History of Hymns: "Thy Holy Wings, O Savior"
"Thy Holy Wings, O Savior"
Caroline V. Sandell-Berg; trans. by Gracia Grindal
The United Methodist Hymnal, No. 502
Thy holy wings, O Savior,
spread gently over me,
and let me rest securely
through good and ill in thee.
O be my strength and portion,
my rock and hiding place,
and let my every moment
be lived within thy grace.*
Caroline [Karolina] Wilhelmina Sandell-Berg (1832-1903) wrote one of the most beloved Swedish hymns, "Children of the Heavenly Father," a hymn that demonstrates the rich heritage of congregational song and folk music that Scandinavian Christians have given the world.
Karolina Sandell was born in Fröderyd, Småland, Sweden, the daughter of a Lutheran minister who was influenced by seventeenth- and eighteenth-century pietism and the Moravians. She found her voice in the poetry of hymns, writing as many as 2000 hymns, 650 of which were published in three collections.
Per Harling, Swedish Lutheran minister and Sandell's most recent biographer, notes that at "the age of 21 her first collection of poems was published (1853), followed by one more two years later. The collections had no author's name though. She did not want to pride herself upon her writing.... Lina Sandell became Sweden's first successful female head of a publishing house. She would never have called herself the head of it though, but rather what others called her: 'Stiftelsens lilla piga,' which means '‘The little maid of the Association.'"

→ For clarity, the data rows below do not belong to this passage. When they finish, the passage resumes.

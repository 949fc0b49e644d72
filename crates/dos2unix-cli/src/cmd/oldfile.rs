// crates/dos2unix-cli/src/cmd/oldfile.rs
//
// In-place conversion. The converted bytes go to a temp file in the target's
// own directory, which is renamed over the original only after everything
// else succeeded. Any earlier failure drops (and deletes) the temp file and
// leaves the original untouched.

use std::fs;
use std::path::{Path, PathBuf};

use anyhow::{Context, Result};

use crate::io::files::{convert_into, copy_mtime};

pub fn run(files: &[PathBuf], keepdate: bool) -> Result<()> {
    for path in files {
        convert_in_place(path, keepdate)?;
    }
    Ok(())
}

pub fn convert_in_place(path: &Path, keepdate: bool) -> Result<u64> {
    let meta = fs::metadata(path).with_context(|| format!("stat {}", path.display()))?;
    if !meta.is_file() {
        anyhow::bail!("not a regular file: {}", path.display());
    }

    let dir = match path.parent() {
        Some(p) if !p.as_os_str().is_empty() => p,
        _ => Path::new("."),
    };
    let tmp = tempfile::Builder::new()
        .prefix(".dos2unix.")
        .tempfile_in(dir)
        .with_context(|| format!("create temp file in {}", dir.display()))?;

    tracing::info!("converting file {} to UNIX format", path.display());
    let (tmp, n) = convert_into(path, tmp)?;

    let file = tmp.as_file();
    file.set_permissions(meta.permissions())
        .with_context(|| format!("copy permissions of {}", path.display()))?;
    if keepdate {
        copy_mtime(file, &meta).with_context(|| format!("keep date of {}", path.display()))?;
    }
    file.sync_all()
        .with_context(|| format!("sync temp file for {}", path.display()))?;

    tmp.persist(path)
        .with_context(|| format!("replace {}", path.display()))?;

    tracing::debug!("{}: wrote {n} bytes", path.display());
    Ok(n)
}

Like "Children of the Heavenly Father," "Thy holy wings, O Savior" also is sung to a Swedish folk song, in this case, BRED DINA VIDA VINGAR. The relationship between this text and tune extends back to 1889 in a hymnal compiled in part by Sandell-Berg, Sionstoner (Melodies of Zion).
The text was first included in Korsblomman (Cross Flower) in 1866 as "Children’s Evening Prayer." The text draws upon a number of biblical images. Psalm 91:4 inspires the opening two lines: "He shall cover you with His feathers, and under His wings you shall take refuge." (NKJV)
In correspondence with the author, Per Harling notes that the most important biblical image to the hymn comes from Luke 13:34, "Jerusalem, Jerusalem, the city that kills the prophets and stones those who are sent to it! How often have I desired to gather your children together as a hen gathers her brood under her wings, and you were not willing." As the Rev. Harling observes, "It is all about Jesus being a HEN!"
Harling continues that Sandell "probably was quite influenced by the great seventeenth-century German hymn writer Paul Gerhardt [1607-1676] and his hymn 'Nun ruhen alle Wälder' ['Now all the forests rest']." Sandell quotes a line almost directly from stanza seven of Gerhardt’s hymn as the opening lines of this hymn. The original German was translated to Swedish. A literal English translation from the Swedish is: "Spread out your wide wings, O Jesus, over me and let your little chicken hide in you."
The fifth and sixth lines of stanza one, "O be my strength and portion,my rock and hiding place," echoes Psalm 119:114: "You are my hiding place and my shield" (NKJV).
Stanza two was influenced by Psalm 51:10: "Create in me a clean heart, O God; and renew a right spirit within me" (KJV). The final lines of stanza two are a beautiful children’s bedtime prayer:
And take into thy keeping
thy children great and small,
and while we sweetly slumber,
enfold us one and all.
The translator, Gracia Grindal (b. 1943), was born in North Dakota, where she lived until age twelve. She and her parents then moved to Salem, Oregon, where she finished high school. In 1965, Ms. Grindal graduated from Augsburg College and then spent a year in Oslo, Norway. She continued her education at the University of Arkansas where she received an M.F.A. in 1969.
During the summers of 1967 and 1969, Ms. Grindal worked for Augsburg Publishing House as an editorial assistant. She was a member of the English department and poet-in-residence from 1968-1984 at Luther College, Decorah, Iowa. She also earned a master’s degree from Luther Seminary in 1983 and joined the faculty in 1984 as a professor of pastoral theology, a position she continues to hold.
Ms. Grindal was a member of the hymn text committee of the Lutheran Book of Worship (1978). She has written articles on topics that include the history of Scandinavian-American Lutheran hymnody, the women of the Norwegian-American Lutheran churches, and how to write hymns. Some of her books include We Are One in Christ, Sketches Against the Dark, Pulpit Rock, Lessons in Hymnwriting and A Treasury of Faith.
Ms. Grindal wrote and translated many hymns that appear in mainline hymnals including Episcopalian, Lutheran, Mennonite, Methodist, and Presbyterian, including hymns to accompany the Scriptures for Years A, B, and C in the Common Lectionary.